Four basic issues arise when deciding the moral appropriateness of an action like divestment. 

First, the behavior that is the target of the action – in this case, the Israeli occupation – must be sufficiently serious to warrant a response like divestment.  Divestment is a serious business after all. Second, the harm inflicted by the action taken must be in the right proportion to the harm being addressed. You clearly don’t want to starve half a million children (as the U.S. did to Iraq during the sanctions years) to address a harm of much less magnitude. … Third, one needs good reason for thinking that the action has a point – that it will contribute positively to redressing the relevant wrong. Finally, there ought to be some reason why this particular harm is being addressed this way at this time. … It is legitimate to ask … that the cause in question stands as worthy of urgent action now, given how many other bad things are going on all over the world.

When I evaluate the PC(USA)’s resolution to institute phased selective divestment on these four criteria, I find that the resolution satisfies them to a very high degree. I contend that no reasonable moral argument will show this decision is wrong; quite the contrary, it is clear that the Church is morally required to uphold its original divestment decision. Let me address these criteria one by one. 

Is the wrong Israel is committing by occupying and settling the territories – by which I mean the West Bank, Gaza, and East Jerusalem – sufficiently serious?  By any imaginable criteria I would have to say so. The Palestinian people are under extreme duress as a direct result of the occupation, and there is a threat to their existence as a social entity. The poverty rate is escalating rapidly, malnourishment is rampant, they have no work, they are caged in by fences and checkpoints like prisoners, and they have no chance as things stand now to establish their own sovereign and independent political institutions. Israeli settlements aren’t the only problem for Palestinians — some problems stem from internal causes and some from the other Arab states — but the occupation and the settlements are the problems that must be solved first before any others can reasonably be addressed, and it is the problem that we, as Americans, can most directly affect by our actions.

If Israel could justify the occupation on moral grounds, that would make a difference. But patently it can’t be justified. I won’t bother with claims to the land based on ancient history or biblical authority. To move in that direction is to decisively abandon just those enlightenment liberal values that form the foundation of modern democratic institutions. Perhaps after the 1948 war that established the State of Israel and that saw the expulsion of 90% of the Palestinian population from 78% of mandatory Palestine, the Jewish immigrant population has acquired some significant right to the land. But does this right extend to the occupied territories? Where does that claim come from? From conquest? No one committed to democratic values recognizes conquest as a source of a right to land.

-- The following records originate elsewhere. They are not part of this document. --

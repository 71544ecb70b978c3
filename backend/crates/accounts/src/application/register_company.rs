//! Register Company Use Case
//!
//! Creates a company account: identity (role `Company`) and company
//! profile in one transaction.

use std::sync::Arc;

use crate::application::config::AccountsConfig;
use crate::domain::entity::{company::Company, identity::Identity};
use crate::domain::repository::{CompanyRepository, IdentityRepository};
use crate::domain::value_object::{
    account_role::AccountRole,
    credentials::{PasswordDigest, RawPassword},
    email::Email,
};
use crate::error::{AccountError, AccountResult, FieldViolation};

/// Register company input
pub struct RegisterCompanyInput {
    pub name: String,
    pub industry: String,
    pub email: String,
    pub password: String,
    pub description: Option<String>,
    pub logo_url: Option<String>,
}

/// Register company use case
pub struct RegisterCompanyUseCase<I, C>
where
    I: IdentityRepository,
    C: CompanyRepository,
{
    identity_repo: Arc<I>,
    company_repo: Arc<C>,
    config: Arc<AccountsConfig>,
}

impl<I, C> RegisterCompanyUseCase<I, C>
where
    I: IdentityRepository,
    C: CompanyRepository,
{
    pub fn new(identity_repo: Arc<I>, company_repo: Arc<C>, config: Arc<AccountsConfig>) -> Self {
        Self {
            identity_repo,
            company_repo,
            config,
        }
    }

    pub async fn execute(&self, input: RegisterCompanyInput) -> AccountResult<Company> {
        let mut violations = Vec::new();

        let name = input.name.trim().to_string();
        if name.is_empty() {
            violations.push(FieldViolation::new("name", "must not be empty"));
        }

        let email = Email::new(&input.email);
        if let Err(e) = &email {
            violations.push(FieldViolation::new("email", e.to_string()));
        }

        let password = RawPassword::new(input.password, &self.config.password_policy);
        if let Err(e) = &password {
            violations.push(FieldViolation::new("password", e.to_string()));
        }

        let (Ok(email), Ok(password)) = (email, password) else {
            return Err(AccountError::Validation(violations));
        };
        if !violations.is_empty() {
            return Err(AccountError::Validation(violations));
        }

        // Pre-check is an optimization only; the unique index on
        // identities.email is the authoritative gate.
        if self.identity_repo.find_by_email(&email).await?.is_some() {
            return Err(AccountError::DuplicateEmail);
        }

        let digest = PasswordDigest::from_raw(&password)
            .map_err(|e| AccountError::Internal(e.to_string()))?;

        let identity = Identity::new(email.clone(), digest, AccountRole::Company);
        let company = Company::new(
            name,
            input.industry.trim().to_string(),
            email,
            input.description,
            input.logo_url,
        );

        self.company_repo
            .create_with_identity(&identity, &company)
            .await?;

        tracing::info!(
            company_id = %company.company_id,
            email = %company.email,
            "Company registered"
        );

        Ok(company)
    }
}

Perhaps then security is the basis of the argument. But Israel is so much less secure having close to half a million of its citizens living beyond the green line than it would be if they all just got up and returned to Israel. … What’s more, Israel could easily enforce a buffer between its border and the Jordan River that would provide it ample warning of any land attack. No, this occupation and settlement policy, as is obvious from the facts on the ground, is just a land grab pure and simple.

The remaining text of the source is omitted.